Passo a Campagna
Walk in the Country
Out of the villa we had several easy walks. The best through the hamlet of Rapioli and turn down the rolling side road and along the ridge. Three or four hillside medieval villages in view, the odd farm even a castle or two. Hill tops decked with woods, lower down the olive groves and the vineyards. Ploughed fields with heavy clods ready for the winter seed and sunflowers once so bright and hopeful, now black with death.
But our favourite this year was along another ridge with its views across the Tiber valley to Montecastello. Down a pine grove to the big house with its cats and young caged dog. I had to explain to a friend that if they were going to talk to dogs they had to speak in Italian. Along a track past a mellow fruitful fig tree and down into the valley.
Up a long track to the farm houses, here dogs on chains gave a punk rock concert and then back onto the road. Here was the village cemetery. The rows of mausoleums like neat council houses , complete with their dull plastic flowers and boring photos, all defying Italian style, taste and charm. But none are deserted or left to ruin. Here families still rule OK.

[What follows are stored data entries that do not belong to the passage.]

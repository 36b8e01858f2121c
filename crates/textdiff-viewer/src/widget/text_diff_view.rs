//! Main text diff composite widget.

use super::{DiffResultWidget, TextInputWidget};
use crate::event::TextSide;
use crate::model::TextPair;
use crate::state::{Pane, TextDiffState};
use crate::traits::ThemeProvider;
use ratatui::prelude::*;
use ratatui::widgets::Widget;

/// A single hint entry for the footer.
#[derive(Debug, Clone)]
pub struct FooterHint {
    /// The key (e.g., "F5", "Tab").
    pub key: String,
    /// The description (e.g., "Compare", "Focus").
    pub description: String,
}

impl FooterHint {
    /// Create a new footer hint.
    pub fn new(key: impl Into<String>, description: impl Into<String>) -> Self {
        Self {
            key: key.into(),
            description: description.into(),
        }
    }
}

/// The main text diff widget.
///
/// This is a composite widget that combines:
/// - Two text inputs side by side (original, modified)
/// - The compare control with key hints
/// - The result pane, only once a comparison produced something to show
///
/// # Example
///
/// ```ignore
/// use textdiff_viewer::{DefaultTheme, TextDiffView};
///
/// let theme = DefaultTheme;
/// let widget = TextDiffView::new(store.text_diff(), &theme);
/// widget.render_with_state(area, frame.buffer_mut(), &mut state);
/// ```
pub struct TextDiffView<'a, T: ThemeProvider> {
    /// The texts from the shared store.
    pair: &'a TextPair,
    /// Theme provider.
    theme: &'a T,
    /// Footer hints to display next to the compare control.
    footer_hints: Vec<FooterHint>,
    show_line_numbers: bool,
}

impl<'a, T: ThemeProvider> TextDiffView<'a, T> {
    /// Create a new text diff widget.
    pub fn new(pair: &'a TextPair, theme: &'a T) -> Self {
        Self {
            pair,
            theme,
            footer_hints: Vec::new(),
            show_line_numbers: true,
        }
    }

    /// Set footer hints to display next to the compare control.
    pub fn with_footer_hints(mut self, hints: Vec<FooterHint>) -> Self {
        self.footer_hints = hints;
        self
    }

    pub fn show_line_numbers(mut self, show: bool) -> Self {
        self.show_line_numbers = show;
        self
    }

    /// Render the widget with state.
    pub fn render_with_state(self, area: Rect, buf: &mut Buffer, state: &mut TextDiffState) {
        let has_result = state.has_result();

        let [inputs_area, control_area, result_area] = if has_result {
            Layout::vertical([
                Constraint::Percentage(40),
                Constraint::Length(1),
                Constraint::Min(3),
            ])
            .areas(area)
        } else {
            Layout::vertical([
                Constraint::Min(3),
                Constraint::Length(1),
                Constraint::Length(0),
            ])
            .areas(area)
        };

        let [original_area, modified_area] =
            Layout::horizontal([Constraint::Percentage(50), Constraint::Percentage(50)])
                .areas(inputs_area);

        TextInputWidget::new(
            TextSide::Original,
            &self.pair.text1,
            &state.original_cursor,
            state.focus == Pane::Original,
            self.theme,
        )
        .render(original_area, buf);

        TextInputWidget::new(
            TextSide::Modified,
            &self.pair.text2,
            &state.modified_cursor,
            state.focus == Pane::Modified,
            self.theme,
        )
        .render(modified_area, buf);

        self.render_control(control_area, buf);

        if !has_result {
            return;
        }

        // Update viewport height from actual render area (minus borders)
        state.viewport_height = result_area.height.saturating_sub(2) as usize;
        let focused = state.focus == Pane::Result;
        let (cursor_row, scroll_offset) = (state.nav.cursor_row, state.nav.scroll_offset);
        let rows = state.display_rows().to_vec();

        DiffResultWidget::new(&state.result, &state.expanded, &rows, self.theme)
            .with_cursor(cursor_row, scroll_offset)
            .focused(focused)
            .show_line_numbers(self.show_line_numbers)
            .render(result_area, buf);
    }

    fn render_control(&self, area: Rect, buf: &mut Buffer) {
        let button_style = Style::default()
            .fg(self.theme.button_foreground())
            .bg(self.theme.button_background())
            .add_modifier(Modifier::BOLD);

        let mut spans = vec![Span::styled(" ⇄ Compare Texts ", button_style)];

        if !self.footer_hints.is_empty() {
            spans.push(Span::raw("  "));
            for (i, hint) in self.footer_hints.iter().enumerate() {
                if i > 0 {
                    spans.push(Span::styled(
                        " │ ",
                        Style::default().fg(self.theme.hint_text_foreground()),
                    ));
                }
                spans.push(Span::styled(
                    hint.key.as_str(),
                    Style::default()
                        .fg(self.theme.hint_key_foreground())
                        .add_modifier(Modifier::BOLD),
                ));
                spans.push(Span::styled(
                    format!(" {}", hint.description),
                    Style::default().fg(self.theme.hint_text_foreground()),
                ));
            }
        }

        Line::from(spans).centered().render(area, buf);
    }
}

#[cfg(test)]
mod tests {
    use super::*;
    use crate::action::DiffAction;
    use crate::traits::{DefaultTheme, ToolStateStore};

    struct Store(TextPair);

    impl ToolStateStore for Store {
        fn text_diff(&self) -> &TextPair {
            &self.0
        }

        fn set_text_diff(&mut self, text1: String, text2: String) {
            self.0 = TextPair { text1, text2 };
        }
    }

    fn render(store: &Store, state: &mut TextDiffState) -> Buffer {
        let theme = DefaultTheme;
        let mut buf = Buffer::empty(Rect::new(0, 0, 80, 24));
        TextDiffView::new(store.text_diff(), &theme)
            .with_footer_hints(vec![FooterHint::new("F5", "Compare")])
            .render_with_state(buf.area, &mut buf, state);
        buf
    }

    fn contents(buf: &Buffer) -> String {
        buf.content().iter().map(|c| c.symbol()).collect()
    }

    #[test]
    fn test_no_result_pane_before_compare() {
        let store = Store(TextPair::new("", "b"));
        let mut state = TextDiffState::default();

        let text = contents(&render(&store, &mut state));
        assert!(text.contains("Original Text"));
        assert!(text.contains("Modified Text"));
        assert!(text.contains("Compare Texts"));
        assert!(!text.contains("Result"));
    }

    #[test]
    fn test_result_pane_after_compare() {
        let mut store = Store(TextPair::new("", "b"));
        let mut state = TextDiffState::default();

        let events = state.handle_action(&mut store, DiffAction::Compare);
        assert_eq!(events.len(), 1);

        let text = contents(&render(&store, &mut state));
        assert!(text.contains("Result"));
        assert!(text.contains("+ b"));
        // Result pane takes what the inputs and control row leave, minus borders
        assert!(state.viewport_height >= 10);
        assert!(state.viewport_height < 22);
    }

    #[test]
    fn test_nothing_to_show_for_empty_texts() {
        let mut store = Store(TextPair::default());
        let mut state = TextDiffState::default();

        state.handle_action(&mut store, DiffAction::Compare);
        let text = contents(&render(&store, &mut state));
        assert!(!text.contains("Result"));
    }
}
/// The two texts being compared.
#[derive(Debug, Clone, Default, PartialEq, Eq)]
pub struct TextPair {
    /// The original text (left input).
    pub text1: String,
    /// The modified text (right input).
    pub text2: String,
}

impl TextPair {
    pub fn new(text1: impl Into<String>, text2: impl Into<String>) -> Self {
        Self {
            text1: text1.into(),
            text2: text2.into(),
        }
    }

    /// Whether both texts are empty.
    pub fn is_empty(&self) -> bool {
        self.text1.is_empty() && self.text2.is_empty()
    }
}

On the way home down the hill we would pass homeowners and farmers. Bon Journo, Bonna Sera we would wave. They would reply, we hadn’t a clue so we would smile the gormless, illiterate rictus of the well meaning tourist. One day inspired such pleasantries I picked wild flowers. Blues, purples, pinks, yellows, not a bad bunch. Back in our hamlet two old ladies were on a terrace. Could have been a very ancient mother and daughter. Hardly a white tooth between them. I gave them the flowers. Brexit, they have to know what they are losing.